Marinho acredita que, na essência, a luteria é artesanal, mas que o uso da tecnologia é necessário para agilizar o tempo de produção dos profissionais que têm inserção no mercado. Por demanda dos clientes, mistura o eletrônico ao artensal, tradição da atividade, na constituição do instrumento. "Tem várias linhas de luthier. Quem trabalha na mão, somente na mão, são pessoas raríssimas no Brasil. Mas conheço alguns que não tem formação nenhuma, são raridades", diz.
Música é tudo. O universo canta. Gosto do som que conforta. Não gosto de música para dançar, sou mais espacial
Cícero Simão
Superação
A vida de Cícero Simão é embalada pelas lembranças musicais, mesmo sem ter rádio em casa (cantarola apenas com seu violão). No dia-a-dia, acorda pontualmente às 4h50, ingere o primeiro comprimido, toma banho, fica à espera do próximo medicamento, e assim por diante.
Cícero Simão na juventude (Foto: Cícero Simão/Arquivo Pessoal)Cícero Simão na juventude: carreira de cantor foi
abandonada (Foto: Cícero Simão/Arquivo Pessoal)
"Na década de 1870-1980, o Hollywood era sucesso.
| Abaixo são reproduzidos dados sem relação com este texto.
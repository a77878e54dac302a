//! Response DTOs.

use serde::{Deserialize, Serialize};

/// Standard success response wrapper.
#[derive(Debug, Clone, Serialize, Deserialize)]
pub struct ApiResponse<T: Serialize> {
    /// Whether the request was successful.
    pub success: bool,
    /// Response data.
    pub data: T,
}

impl<T: Serialize> ApiResponse<T> {
    /// Creates a successful response.
    pub fn ok(data: T) -> Self {
        Self {
            success: true,
            data,
        }
    }
}

/// Health check response.
#[derive(Debug, Clone, Serialize, Deserialize)]
#[serde(rename_all = "camelCase")]
pub struct HealthResponse {
    /// `ok` or `degraded`.
    pub status: String,
    /// Crate version.
    pub version: String,
    /// Database reachability.
    pub database: String,
    /// Event backend name.
    pub events: String,
}
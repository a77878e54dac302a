//! Document entity model.

use chrono::{DateTime, Utc};
use serde::{Deserialize, Serialize};
use sqlx::FromRow;
use uuid::Uuid;

/// A text document, optionally placed inside a folder.
#[derive(Debug, Clone, PartialEq, Serialize, Deserialize, FromRow)]
#[serde(rename_all = "camelCase")]
pub struct Document {
    /// Unique document identifier.
    pub id: Uuid,
    /// Document title.
    pub title: String,
    /// Containing folder (None for unfiled documents).
    pub folder_id: Option<Uuid>,
    /// Document body.
    pub content: String,
    /// The user who created the document.
    pub created_by: Uuid,
    /// When the document was created.
    pub created_at: DateTime<Utc>,
    /// When the document was last updated.
    pub updated_at: DateTime<Utc>,
}

impl Document {
    /// Content size in bytes.
    pub fn size(&self) -> usize {
        self.content.len()
    }
}

/// Data required to create a new document.
#[derive(Debug, Clone)]
pub struct CreateDocument {
    /// Pre-generated document ID.
    pub id: Uuid,
    /// Title, already normalized.
    pub title: String,
    /// Target folder.
    pub folder_id: Option<Uuid>,
    /// Document body.
    pub content: String,
    /// The creating user.
    pub created_by: Uuid,
}
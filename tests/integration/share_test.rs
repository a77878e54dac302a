//! Integration tests for folder sharing and access levels.

mod helpers;

use axum::http::StatusCode;
use serde_json::json;
use uuid::Uuid;

use helpers::{TestApp, id_of};

#[tokio::test]
async fn test_share_grants_visibility() {
    let mut app = TestApp::new().await;
    let owner = Uuid::new_v4();
    let reader = Uuid::new_v4();

    let reports = id_of(&app.create_folder(owner, "Reports", None).await);
    app.next_event().await;

    let before = app
        .request("GET", &format!("/api/folders/{reports}"), None, Some(reader))
        .await;
    assert_eq!(before.status, StatusCode::NOT_FOUND);

    let shared = app
        .request(
            "POST",
            &format!("/api/folders/{reports}/share"),
            Some(json!({ "userIds": [reader], "permission": "read" })),
            Some(owner),
        )
        .await;
    assert_eq!(shared.status, StatusCode::OK);
    assert_eq!(shared.body["data"]["isShared"], true);
    let entries = shared.body["data"]["sharedWith"].as_array().unwrap();
    assert_eq!(entries.len(), 1);
    assert_eq!(entries[0]["userId"], reader.to_string());
    assert_eq!(entries[0]["permission"], "read");

    let event = app.next_event().await;
    assert_eq!(event["type"], "folder:shared");
    assert_eq!(event["sharedWith"], json!([reader]));
    assert_eq!(event["permission"], "read");

    let after = app
        .request("GET", &format!("/api/folders/{reports}"), None, Some(reader))
        .await;
    assert_eq!(after.status, StatusCode::OK);

    let listed = app.request("GET", "/api/folders", None, Some(reader)).await;
    assert_eq!(listed.body["data"].as_array().unwrap().len(), 1);
}

#[tokio::test]
async fn test_resharing_replaces_permission() {
    let app = TestApp::new().await;
    let owner = Uuid::new_v4();
    let user = Uuid::new_v4();

    let reports = id_of(&app.create_folder(owner, "Reports", None).await);
    app.share(owner, &reports, &[user], "read").await;
    app.share(owner, &reports, &[user, user], "write").await;

    let folder = app
        .request("GET", &format!("/api/folders/{reports}"), None, Some(owner))
        .await;
    let entries = folder.body["data"]["sharedWith"].as_array().unwrap();
    assert_eq!(entries.len(), 1);
    assert_eq!(entries[0]["permission"], "write");

    let child = app
        .request(
            "POST",
            "/api/folders",
            Some(json!({ "name": "Q1", "parentId": reports })),
            Some(user),
        )
        .await;
    assert_eq!(child.status, StatusCode::CREATED);
    assert_eq!(child.body["data"]["path"], "/Reports/Q1");
    assert_eq!(child.body["data"]["createdBy"], user.to_string());
}

#[tokio::test]
async fn test_read_and_write_sharers_cannot_manage() {
    let app = TestApp::new().await;
    let owner = Uuid::new_v4();
    let reader = Uuid::new_v4();
    let writer = Uuid::new_v4();

    let reports = id_of(&app.create_folder(owner, "Reports", None).await);
    app.share(owner, &reports, &[reader], "read").await;
    app.share(owner, &reports, &[writer], "write").await;

    for user in [reader, writer] {
        let update = app
            .request(
                "PUT",
                &format!("/api/folders/{reports}"),
                Some(json!({ "name": "Mine" })),
                Some(user),
            )
            .await;
        assert_eq!(update.status, StatusCode::FORBIDDEN);
        assert_eq!(update.body["error"], "FORBIDDEN");

        let delete = app
            .request("DELETE", &format!("/api/folders/{reports}"), None, Some(user))
            .await;
        assert_eq!(delete.status, StatusCode::FORBIDDEN);

        let share = app
            .request(
                "POST",
                &format!("/api/folders/{reports}/share"),
                Some(json!({ "userIds": [Uuid::new_v4()], "permission": "admin" })),
                Some(user),
            )
            .await;
        assert_eq!(share.status, StatusCode::FORBIDDEN);
    }
}

#[tokio::test]
async fn test_shared_admin_can_rename_and_share() {
    let app = TestApp::new().await;
    let owner = Uuid::new_v4();
    let admin = Uuid::new_v4();
    let guest = Uuid::new_v4();

    let reports = id_of(&app.create_folder(owner, "Reports", None).await);
    app.share(owner, &reports, &[admin], "admin").await;

    let renamed = app
        .request(
            "PUT",
            &format!("/api/folders/{reports}"),
            Some(json!({ "name": "Board Reports" })),
            Some(admin),
        )
        .await;
    assert_eq!(renamed.status, StatusCode::OK);
    assert_eq!(renamed.body["data"]["path"], "/Board Reports");

    app.share(admin, &reports, &[guest], "read").await;
    let visible = app
        .request("GET", &format!("/api/folders/{reports}"), None, Some(guest))
        .await;
    assert_eq!(visible.status, StatusCode::OK);
}

#[tokio::test]
async fn test_share_body_is_validated() {
    let app = TestApp::new().await;
    let owner = Uuid::new_v4();
    let reports = id_of(&app.create_folder(owner, "Reports", None).await);
    let path = format!("/api/folders/{reports}/share");

    let empty = app
        .request(
            "POST",
            &path,
            Some(json!({ "userIds": [], "permission": "read" })),
            Some(owner),
        )
        .await;
    assert_eq!(empty.status, StatusCode::BAD_REQUEST);

    let unknown = app
        .request(
            "POST",
            &path,
            Some(json!({ "userIds": [Uuid::new_v4()], "permission": "owner" })),
            Some(owner),
        )
        .await;
    assert_eq!(unknown.status, StatusCode::BAD_REQUEST);

    let creator = app
        .request(
            "POST",
            &path,
            Some(json!({ "userIds": [owner], "permission": "read" })),
            Some(owner),
        )
        .await;
    assert_eq!(creator.status, StatusCode::BAD_REQUEST);

    let too_many: Vec<Uuid> = (0..101).map(|_| Uuid::new_v4()).collect();
    let crowd = app
        .request(
            "POST",
            &path,
            Some(json!({ "userIds": too_many, "permission": "read" })),
            Some(owner),
        )
        .await;
    assert_eq!(crowd.status, StatusCode::BAD_REQUEST);
}

#[tokio::test]
async fn test_remove_sharing_is_idempotent() {
    let mut app = TestApp::new().await;
    let owner = Uuid::new_v4();
    let reader = Uuid::new_v4();

    let reports = id_of(&app.create_folder(owner, "Reports", None).await);
    app.share(owner, &reports, &[reader], "read").await;
    app.next_event().await;
    app.next_event().await;

    let path = format!("/api/folders/{reports}/share/{reader}");
    let removed = app.request("DELETE", &path, None, Some(owner)).await;
    assert_eq!(removed.status, StatusCode::NO_CONTENT);

    let event = app.next_event().await;
    assert_eq!(event["type"], "folder:unshared");
    assert_eq!(event["targetUserId"], reader.to_string());

    let again = app.request("DELETE", &path, None, Some(owner)).await;
    assert_eq!(again.status, StatusCode::NO_CONTENT);

    let folder = app
        .request("GET", &format!("/api/folders/{reports}"), None, Some(owner))
        .await;
    assert_eq!(folder.body["data"]["isShared"], false);
    assert_eq!(folder.body["data"]["sharedWith"], json!([]));

    let hidden = app
        .request("GET", &format!("/api/folders/{reports}"), None, Some(reader))
        .await;
    assert_eq!(hidden.status, StatusCode::NOT_FOUND);

    let bad = app
        .request(
            "DELETE",
            &format!("/api/folders/{reports}/share/not-a-uuid"),
            None,
            Some(owner),
        )
        .await;
    assert_eq!(bad.status, StatusCode::BAD_REQUEST);
}

#[tokio::test]
async fn test_shared_admin_cannot_rename_onto_hidden_sibling() {
    let app = TestApp::new().await;
    let owner = Uuid::new_v4();
    let admin = Uuid::new_v4();

    let reports = id_of(&app.create_folder(owner, "Reports", None).await);
    app.create_folder(owner, "Archive", None).await;
    app.share(owner, &reports, &[admin], "admin").await;

    let renamed = app
        .request(
            "PUT",
            &format!("/api/folders/{reports}"),
            Some(json!({ "name": "Archive" })),
            Some(admin),
        )
        .await;
    assert_eq!(renamed.status, StatusCode::CONFLICT);

    let listed = app.request("GET", "/api/folders", None, Some(owner)).await;
    let names: Vec<&str> = listed.body["data"]
        .as_array()
        .unwrap()
        .iter()
        .map(|f| f["name"].as_str().unwrap())
        .collect();
    assert_eq!(names, vec!["Archive", "Reports"]);
}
Namorei com uma pessoa que fumava e, quando acabei, meu organismo pedia cigarro. Um dia, na escola, um colega me viu fumando um superleve, tomou da minha mão e disse que cigarro de homem era Hollywood. Veio o problema no pulmão e me vi em estado terminal”, relata.
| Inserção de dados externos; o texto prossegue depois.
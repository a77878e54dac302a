//! `AuthUser` extractor. Pulls the JWT from the Authorization header,
//! validates it, and injects the request context.

use axum::extract::FromRequestParts;
use axum::http::header::AUTHORIZATION;
use axum::http::request::Parts;

use stack_core::error::AppError;
use stack_service::context::RequestContext;

use crate::error::ApiError;
use crate::state::AppState;

/// Extracted authenticated user context available in handlers.
#[derive(Debug, Clone)]
pub struct AuthUser(pub RequestContext);

impl AuthUser {
    /// Returns the inner `RequestContext`.
    pub fn context(&self) -> &RequestContext {
        &self.0
    }
}

impl std::ops::Deref for AuthUser {
    type Target = RequestContext;
    fn deref(&self) -> &Self::Target {
        &self.0
    }
}

impl FromRequestParts<AppState> for AuthUser {
    type Rejection = ApiError;

    async fn from_request_parts(
        parts: &mut Parts,
        state: &AppState,
    ) -> Result<Self, Self::Rejection> {
        let auth_header = parts
            .headers
            .get(AUTHORIZATION)
            .and_then(|v| v.to_str().ok())
            .ok_or_else(|| AppError::authentication("Missing Authorization header"))?;

        let token = auth_header
            .strip_prefix("Bearer ")
            .map(str::trim)
            .filter(|t| !t.is_empty())
            .ok_or_else(|| AppError::authentication("Invalid Authorization header format"))?;

        let claims = state.jwt_decoder.decode_access_token(token)?;

        Ok(AuthUser(RequestContext::new(claims.user_id(), claims.name)))
    }
}
//! Application builder. Wires repositories, services and the router into an
//! Axum app, and runs it.

use std::sync::Arc;
use std::time::Duration;

use axum::Router;
use tokio::sync::watch;
use tracing::{info, warn};

use stack_auth::jwt::JwtDecoder;
use stack_core::config::AppConfig;
use stack_core::error::AppError;
use stack_core::traits::EventPublisher;
use stack_database::{DatabasePool, DocumentRepository, FolderRepository};
use stack_pubsub::{FolderEventBus, build_publisher};
use stack_service::{DocumentService, FolderService};

use crate::router::build_router;
use crate::state::AppState;

/// Builds the shared state from an open database and an event publisher.
pub fn build_state(
    config: AppConfig,
    db: DatabasePool,
    publisher: Arc<dyn EventPublisher>,
) -> AppState {
    let pool = db.pool().clone();
    let folder_repo = Arc::new(FolderRepository::new(pool.clone()));
    let document_repo = Arc::new(DocumentRepository::new(pool));

    let folder_service = Arc::new(FolderService::new(
        Arc::clone(&folder_repo),
        Arc::clone(&document_repo),
        FolderEventBus::new(Arc::clone(&publisher)),
        config.folders.cascade_path_updates,
    ));
    let document_service = Arc::new(DocumentService::new(
        document_repo,
        folder_repo,
        config.limits.max_document_bytes,
    ));

    AppState {
        jwt_decoder: Arc::new(JwtDecoder::new(&config.auth)),
        config: Arc::new(config),
        db,
        publisher,
        folder_service,
        document_service,
    }
}

/// Builds the complete Axum application with all routes and middleware.
pub fn build_app(state: AppState) -> Router {
    build_router(state)
}

/// Runs the Stack server until Ctrl+C.
pub async fn run_server(config: AppConfig) -> Result<(), AppError> {
    info!("Starting Stack server v{}", env!("CARGO_PKG_VERSION"));

    // ── Step 1: Database connection + migrations ─────────────────
    let db = DatabasePool::connect_and_migrate(&config.database).await?;

    // ── Step 2: Event publisher ──────────────────────────────────
    let publisher = build_publisher(&config.events).await?;

    // ── Step 3: Build and start HTTP server ──────────────────────
    let addr = format!("{}:{}", config.server.host, config.server.port);
    let grace = Duration::from_secs(config.server.shutdown_grace_seconds);
    let state = build_state(config, db.clone(), publisher);
    let app = build_app(state);

    let listener = tokio::net::TcpListener::bind(&addr)
        .await
        .map_err(|e| AppError::internal(format!("Failed to bind {addr}: {e}")))?;
    info!("Stack server listening on {addr}");

    let (shutdown_tx, mut shutdown_rx) = watch::channel(false);
    let mut server = tokio::spawn(async move {
        axum::serve(listener, app)
            .with_graceful_shutdown(async move {
                let _ = shutdown_rx.changed().await;
            })
            .await
    });

    tokio::select! {
        joined = &mut server => {
            db.close().await;
            return flatten(joined);
        }
        () = shutdown_signal() => {}
    }

    info!(grace_seconds = grace.as_secs(), "Shutdown signal received, draining requests");
    let _ = shutdown_tx.send(true);

    let result = match tokio::time::timeout(grace, &mut server).await {
        Ok(joined) => flatten(joined),
        Err(_) => {
            warn!("Grace period elapsed with requests still in flight");
            server.abort();
            Ok(())
        }
    };

    db.close().await;
    info!("Stack server stopped");
    result
}

fn flatten(
    joined: Result<std::io::Result<()>, tokio::task::JoinError>,
) -> Result<(), AppError> {
    match joined {
        Ok(Ok(())) => Ok(()),
        Ok(Err(e)) => Err(AppError::internal(format!("Server error: {e}"))),
        Err(e) => Err(AppError::internal(format!("Server task failed: {e}"))),
    }
}

async fn shutdown_signal() {
    if let Err(e) = tokio::signal::ctrl_c().await {
        warn!(error = %e, "Failed to listen for Ctrl+C; waiting indefinitely");
        std::future::pending::<()>().await;
    }
}
//! Request DTOs with validation.

use serde::{Deserialize, Serialize};
use uuid::Uuid;
use validator::{Validate, ValidationError};

use stack_entity::folder::metadata::{
    MAX_DESCRIPTION_LENGTH, MAX_ICON_LENGTH, MAX_TAG_LENGTH, MAX_TAGS, is_hex_color,
};
use stack_entity::folder::name::check_name;
use stack_entity::folder::{FolderMetadata, FolderMetadataPatch};
use stack_entity::permission::SharePermission;
use stack_service::{
    CreateDocumentRequest as SvcCreateDocument, CreateFolderRequest as SvcCreateFolder,
    ShareFolderRequest as SvcShareFolder, UpdateFolderRequest as SvcUpdateFolder,
};

// `validator` length bounds are `u64`.
const DESCRIPTION_LIMIT: u64 = MAX_DESCRIPTION_LENGTH as u64;
const ICON_LIMIT: u64 = MAX_ICON_LENGTH as u64;

fn invalid(code: &'static str, message: String) -> ValidationError {
    ValidationError::new(code).with_message(message.into())
}

/// Validates a folder name or document title after trimming.
fn validate_name(name: &str) -> Result<(), ValidationError> {
    check_name(name.trim()).map_err(|e| invalid("name", e.to_string()))
}

fn validate_color(color: &str) -> Result<(), ValidationError> {
    // An empty string clears the stored color.
    if color.is_empty() || is_hex_color(color) {
        Ok(())
    } else {
        Err(invalid(
            "color",
            format!("'{color}' is not a #RGB or #RRGGBB color"),
        ))
    }
}

fn validate_tags(tags: &[String]) -> Result<(), ValidationError> {
    if tags.len() > MAX_TAGS {
        return Err(invalid("tags", format!("At most {MAX_TAGS} tags are allowed")));
    }
    for tag in tags {
        let len = tag.chars().count();
        if len == 0 || len > MAX_TAG_LENGTH {
            return Err(invalid(
                "tags",
                format!("Tags must be 1 to {MAX_TAG_LENGTH} characters"),
            ));
        }
    }
    Ok(())
}

/// Folder metadata as sent by clients. Every field is optional.
#[derive(Debug, Clone, Default, Serialize, Deserialize, Validate)]
#[serde(rename_all = "camelCase", deny_unknown_fields)]
pub struct MetadataBody {
    /// Free-form description.
    #[validate(length(max = DESCRIPTION_LIMIT))]
    pub description: Option<String>,
    /// Hex color.
    #[validate(custom(function = "validate_color"))]
    pub color: Option<String>,
    /// Icon identifier.
    #[validate(length(max = ICON_LIMIT))]
    pub icon: Option<String>,
    /// Tag list.
    #[validate(custom(function = "validate_tags"))]
    pub tags: Option<Vec<String>>,
}

impl From<MetadataBody> for FolderMetadataPatch {
    fn from(body: MetadataBody) -> Self {
        Self {
            description: body.description,
            color: body.color,
            icon: body.icon,
            tags: body.tags,
        }
    }
}

/// `POST /api/folders` body.
#[derive(Debug, Clone, Serialize, Deserialize, Validate)]
#[serde(rename_all = "camelCase")]
pub struct CreateFolderBody {
    /// Folder name.
    #[validate(custom(function = "validate_name"))]
    pub name: String,
    /// Parent folder ID.
    pub parent_id: Option<Uuid>,
    /// Initial metadata.
    #[validate(nested)]
    pub metadata: Option<MetadataBody>,
}

impl From<CreateFolderBody> for SvcCreateFolder {
    fn from(body: CreateFolderBody) -> Self {
        Self {
            name: body.name,
            parent_id: body.parent_id,
            metadata: body
                .metadata
                .map(|m| FolderMetadata::from(FolderMetadataPatch::from(m))),
        }
    }
}

/// `PUT /api/folders/{id}` body.
#[derive(Debug, Clone, Default, Serialize, Deserialize, Validate)]
#[serde(rename_all = "camelCase")]
pub struct UpdateFolderBody {
    /// New name.
    #[validate(custom(function = "validate_name"))]
    pub name: Option<String>,
    /// Metadata fields to replace.
    #[validate(nested)]
    pub metadata: Option<MetadataBody>,
}

impl From<UpdateFolderBody> for SvcUpdateFolder {
    fn from(body: UpdateFolderBody) -> Self {
        Self {
            name: body.name,
            metadata: body.metadata.map(FolderMetadataPatch::from),
        }
    }
}

/// `POST /api/folders/{id}/share` body.
#[derive(Debug, Clone, Serialize, Deserialize, Validate)]
#[serde(rename_all = "camelCase")]
pub struct ShareFolderBody {
    /// Users to grant access to.
    #[validate(length(min = 1, max = 100, message = "userIds must list 1 to 100 users"))]
    pub user_ids: Vec<Uuid>,
    /// `read`, `write` or `admin`.
    pub permission: SharePermission,
}

impl From<ShareFolderBody> for SvcShareFolder {
    fn from(body: ShareFolderBody) -> Self {
        Self {
            user_ids: body.user_ids,
            permission: body.permission,
        }
    }
}

/// `POST /api/documents` body.
#[derive(Debug, Clone, Serialize, Deserialize, Validate)]
#[serde(rename_all = "camelCase")]
pub struct CreateDocumentBody {
    /// Document title.
    #[validate(custom(function = "validate_name"))]
    pub title: String,
    /// Containing folder.
    pub folder_id: Option<Uuid>,
    /// Document body.
    #[serde(default)]
    pub content: String,
}

impl From<CreateDocumentBody> for SvcCreateDocument {
    fn from(body: CreateDocumentBody) -> Self {
        Self {
            title: body.title,
            folder_id: body.folder_id,
            content: body.content,
        }
    }
}

/// `GET /api/folders` query string. IDs are parsed by the handler so a
/// malformed value maps to a validation error.
#[derive(Debug, Clone, Default, Deserialize)]
#[serde(rename_all = "camelCase")]
pub struct ListFoldersQuery {
    /// Restrict to direct children of this folder.
    pub parent_id: Option<String>,
}

/// `GET /api/documents` query string.
#[derive(Debug, Clone, Default, Deserialize)]
#[serde(rename_all = "camelCase")]
pub struct ListDocumentsQuery {
    /// Restrict to documents in this folder.
    pub folder_id: Option<String>,
}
Muito antes de parar de fumar, há cinco anos, já havia terminado a relação com o vício da bebida, cuja convivência durou 21 anos. “Eu tive que trabalhar de domingo a domingo porque a pessoa que é alcóolatra precisa de referencial, todo dia é batalha. Ainda hoje se eu for a uma festa, tomando apenas água mineral, tônica ou refrigerante, no outro dia estou de ressaca. De ressaca mesmo! Não é moleza”, afirma.
A insuficiência respiratória freou o sonho de trabalhar ou ser cantor, como sempre quis, mas não o distanciou da música, para ele, a maior de todas as artes. “A música é tudo. O universo canta, as estrelas, tudo está cantando. É quando você chora, ri, lembra, dança, se expressa de tudo o que é forma. Em mim, me acalma, eu consigo dar uma direção de vida e de amizade. Gosto de tudo o que é música, mais da canção que dê conforto. Não gosto de música para dançar, sou mais espacial”, descreve.

Cícero é eclético e entende que a música supre a necessidade de cada realidade social. “Aqui na Bahia, por exemplo, o cara sai 4h de casa, pega a bacia, bota a água para esquentar, porque não tem como tomar banho quente, sobe a ladeira, a escada para pagar o ônibus, que não tem hora para passar, vai trabalhar e, quando volta, não vai querer escutar grandes compositores. Escuta algo que lhe dê o falso conforto e que sirva para tomar a cerveja dele”, opina.
Gilberto Gil, Caetano Veloso, Elis Regina, Emílio Santiago, Benito de Paula, Jackson do Pandeiro, Ari Lobo e Luiz Gonzaga estão sempre presentes em sua memória. “Não tenho som, mas, se não lembro a letra toda, cantarolo a música e fico viajando na maionese”, e ri.